Saturday, June 30, 2012

My Eyeball is a No Fly Zone

This is what really happened:


This is how it happened in my head:

ew


I am way too germaphobic for this kind of nonsense. 

Have you seen fly eyes? Those buggers see from like six thousand perspectives and still manage to land themselves in the moist death zone that is the human eyeball. 

They must be drunk. There isn't any other explanation. 

Did you know flies either spit or poop (or both) almost every time they land? That's right kids, Bill spat and/or defecated in my eyeball, and someday, if you work hard enough, maybe he will in yours too.

But no, really. I hate flies.
Hate hate hate hate hate hate hate hate hate hate (bzzt) them.

Saturday, June 23, 2012

Piranha Pants



Pictured above: pants.
Hahaha. Haha. Ha.
Hah.
No.
Really.

It's days like this when I remember that I have no artistic potential whatsoever. That orange lump up there is sporting a button, zipper, and pocket, but if you guessed "menacing piranha eye", "excessively pointy, man-devouring piranha teeth", and "terribly rendered piranha gills"... well, you'd be wrong. But I mean, I get it. And being understood feels great probably.

I have made numerous attempts to update. I have brainstormed ideas, drawn doodles, and written blurbs, and ten out of ten dentists agree, they have been absolutely terrible.

Buuuut not updating is also kind of terrible, so I'm going to make myself do it anyway.
I am going to write the post I intended to write, it is going to include doodled pants, and I'm going to make sure they aren't of the flesh-eating variety.

Because piranha pants are really only well suited for men who no longer want to be men (who also can't afford the surgery that doesn't leave you at risk of also having your legs eaten off).

That was a terrible joke.


Admitting you have a problem is the first step to recovery.




Sunday, June 3, 2012

What Makes You Beautiful (Hopefully It's Not Just This One Thing)

Geez guys stop de-beautifying everybody with your serenades, gosh.

(Disclaimer: if you live under a rock and somehow have not heard "What Makes You Beautiful" by One Direction, this post will be significantly less humorous than it is attempting to be.)

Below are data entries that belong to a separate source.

//! Fixed-capacity circular buffer of trace records over a caller-owned
//! memory region.
//!
//! # Design
//!
//! - The tracer never allocates. The caller hands over a `[start, end)`
//!   region once, at initialization; the usable end is rounded down so the
//!   region holds a whole number of records.
//! - The head cursor always points at the next slot to claim. Claiming
//!   returns the slot and advances head, wrapping back to `start` in the
//!   same claim that fills the last slot. Once full, the oldest records are
//!   silently overwritten. There is no backpressure and no "full" error.
//! - An unset ring (never initialized) turns every capture into a no-op at
//!   the cost of one null check, so tracing can be compiled in and left
//!   dormant.
//!
//! # Concurrency
//!
//! The head advance is the only read-modify-write of shared state in the
//! capture path. It is bracketed by the interrupt mask guard, not a
//! hardware atomic: the target is a single core where preemption is the
//! only hazard. A claimed slot is exclusively owned by the claiming context
//! until the buffer wraps back around to it.

use core::fmt;
use core::ptr::NonNull;
use core::sync::atomic::{AtomicPtr, Ordering};

use crate::irq::{InterruptMask, InterruptOps};
use crate::record::TraceRecord;

/// Rejected trace-region geometry, reported once at initialization.
#[derive(Debug, Clone, Copy, PartialEq, Eq)]
pub enum RegionError {
    /// `start` is not aligned for [`TraceRecord`].
    Misaligned,
    /// The region is smaller than one record.
    TooSmall,
    /// The ring was already initialized.
    AlreadyInitialized,
}

impl fmt::Display for RegionError {
    fn fmt(&self, f: &mut fmt::Formatter<'_>) -> fmt::Result {
        match self {
            RegionError::Misaligned => write!(f, "trace region start is misaligned"),
            RegionError::TooSmall => write!(f, "trace region smaller than one record"),
            RegionError::AlreadyInitialized => write!(f, "trace region already initialized"),
        }
    }
}

/// The circular trace-record buffer.
///
/// All three pointers are null until [`TraceRing::init`] runs; a null head
/// is the "disabled" state. The pointers are atomics only so the ring can
/// live in a `static`; on the single-core targets this runs on, relaxed
/// loads and stores are sufficient.
pub struct TraceRing {
    start: AtomicPtr<TraceRecord>,
    end: AtomicPtr<TraceRecord>,
    head: AtomicPtr<TraceRecord>,
}

impl TraceRing {
    /// An unset ring. Every [`claim`] on it returns `None`.
    ///
    /// [`claim`]: TraceRing::claim
    pub const fn new() -> Self {
        Self {
            start: AtomicPtr::new(core::ptr::null_mut()),
            end: AtomicPtr::new(core::ptr::null_mut()),
            head: AtomicPtr::new(core::ptr::null_mut()),
        }
    }

    /// Take ownership of the `[start, end)` region and arm the ring.
    ///
    /// `end` is rounded down so the region holds a whole number of records;
    /// the geometry checks run only here, never on the capture path.
    ///
    /// # Safety
    ///
    /// `start..end` must be valid for reads and writes, exclusively owned
    /// by this ring from now on, and live for the rest of the program.
    pub unsafe fn init(&self, start: *mut u8, end: *mut u8) -> Result<(), RegionError> {
        if !self.head.load(Ordering::Relaxed).is_null() {
            return Err(RegionError::AlreadyInitialized);
        }
        if start.align_offset(core::mem::align_of::<TraceRecord>()) != 0 {
            return Err(RegionError::Misaligned);
        }

        let bytes = (end as usize).saturating_sub(start as usize);
        let capacity = bytes / core::mem::size_of::<TraceRecord>();
        if capacity == 0 {
            return Err(RegionError::TooSmall);
        }

        let start = start.cast::<TraceRecord>();
        self.start.store(start, Ordering::Relaxed);
        // SAFETY: capacity slots fit in the region per the checks above.
        self.end.store(unsafe { start.add(capacity) }, Ordering::Relaxed);
        // Publishing head arms the ring; no claim can have run before this,
        // initialization completes before any hook fires.
        self.head.store(start, Ordering::Release);
        Ok(())
    }

    /// Claim the next slot and advance head, wrapping at the rounded end.
    ///
    /// Returns `None` when the ring was never initialized. The head
    /// read-modify-write runs under the mask guard so a claim from an
    /// interrupting context cannot observe it half-done; the returned slot
    /// is already exclusively owned when the guard drops.
    #[inline(always)]
    pub fn claim<I: InterruptOps>(
        &self,
        mask: &InterruptMask<I>,
    ) -> Option<NonNull<TraceRecord>> {
        if self.head.load(Ordering::Relaxed).is_null() {
            return None;
        }

        let token = mask.acquire();
        let slot = self.head.load(Ordering::Relaxed);
        // SAFETY: head is non-null and inside [start, end) once initialized,
        // so one-past-slot stays in bounds of the rounded region.
        let next = unsafe { slot.add(1) };
        let next = if next == self.end.load(Ordering::Relaxed) {
            self.start.load(Ordering::Relaxed)
        } else {
            next
        };
        self.head.store(next, Ordering::Relaxed);
        mask.restore(token);

        NonNull::new(slot)
    }

    /// Number of record slots, zero while the ring is unset.
    pub fn capacity(&self) -> usize {
        let start = self.start.load(Ordering::Relaxed);
        let end = self.end.load(Ordering::Relaxed);
        if start.is_null() {
            return 0;
        }
        (end as usize - start as usize) / core::mem::size_of::<TraceRecord>()
    }

    /// Whether [`TraceRing::init`] has run.
    #[inline(always)]
    pub fn is_enabled(&self) -> bool {
        !self.head.load(Ordering::Relaxed).is_null()
    }

    /// Slot index the head currently points at (the next slot to claim).
    pub fn head_index(&self) -> usize {
        let start = self.start.load(Ordering::Relaxed);
        let head = self.head.load(Ordering::Relaxed);
        if head.is_null() {
            return 0;
        }
        (head as usize - start as usize) / core::mem::size_of::<TraceRecord>()
    }

    /// Read back one slot by index. `None` when out of bounds or unset.
    ///
    /// Slots that were never claimed read back as whatever the region held;
    /// zero-fill the region before [`TraceRing::init`] to make them decode
    /// as [`TraceRecord::is_empty`].
    pub fn read(&self, index: usize) -> Option<TraceRecord> {
        if index >= self.capacity() {
            return None;
        }
        let start = self.start.load(Ordering::Relaxed);
        // SAFETY: index is in bounds of the initialized region; a volatile
        // read tolerates a concurrent overwrite producing a torn record,
        // which post-mortem readers accept.
        Some(unsafe { start.add(index).read_volatile() })
    }

    /// Walk every slot from the one head points at, oldest first once the
    /// ring has wrapped.
    ///
    /// Reading while capture is live races with overwrites; stop recording
    /// before iterating for analysis.
    pub fn iter(&self) -> impl Iterator<Item = TraceRecord> + '_ {
        let capacity = self.capacity();
        let head = self.head_index();
        (0..capacity).filter_map(move |i| self.read((head + i) % capacity))
    }
}

impl Default for TraceRing {
    fn default() -> Self {
        Self::new()
    }
}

(Double disclaimer: I like One Direction. Please don't kidnap/murder/say mean things to me.)

Friday, May 25, 2012

How Margins Work in High School

First, there's the assignment. It usually goes something like this:


(bushiness of hair and roundness of glasses directly correlates to teaching ability. If you have these traits, you pretty much have to be a teacher.)

In grade eight:

It won't fillllllllll

And, eventually, grade twelve rolls around, and your essays start to look more like:


It won't fitttttt BLEED PAPER, BLEED, BLEED MY ARTICULATE WORD CHOICES BLEEEEEDDDDD I need bigger paper. 

Sunday, December 25, 2011

Kinder Surprise is my favourite.


Don't get me wrong, I love chocolate.

However, they make for pretty crummy gifts. Not that I'm complaining, I mean, come on. Free chocolate. But chocolate is like that gift you get for people you don't really know, or when you want to put all of three seconds thinking about what to get someone.

Also, it's not so bad when you know chocolate is coming. But when it's all wrapped up and pretty, it could be anything. But then it's chocolate and you're like, oh.

This Christmas, I was given at least 80 dollars redeemable for, if not already in the form of, chocolate. For those of you keeping score at home (read: nobody), that's a lot of chocolate.

Also, yes, my arm extends from my mouth. I'm sensitive about it.

Wednesday, December 21, 2011

Unprofessional Blabber #4: I'M SO ALONE

Now that it's been nearly an entire year since I've posted, I think it's pretty safe to say that I'm more or less alone with my thoughts in here. (Not that I had readers anyway... Stop judging me. Actually, who am I talking to? I just said there was no one else here. This is ridiculous. This bracket tangent is getting too long, stop it Vincent. You're a terrible blogger.)

I'm feeling really overwhelmed right now. I think I am going through my man period. (No that's not a thing don't worry about it. Well, it kind of is; men have been observed to have fluxes of testosterone levels throughout the day, which can lead to emotional irregularity, much like a period. But to a lesser degree, and men don't have to bleed. Suckers.)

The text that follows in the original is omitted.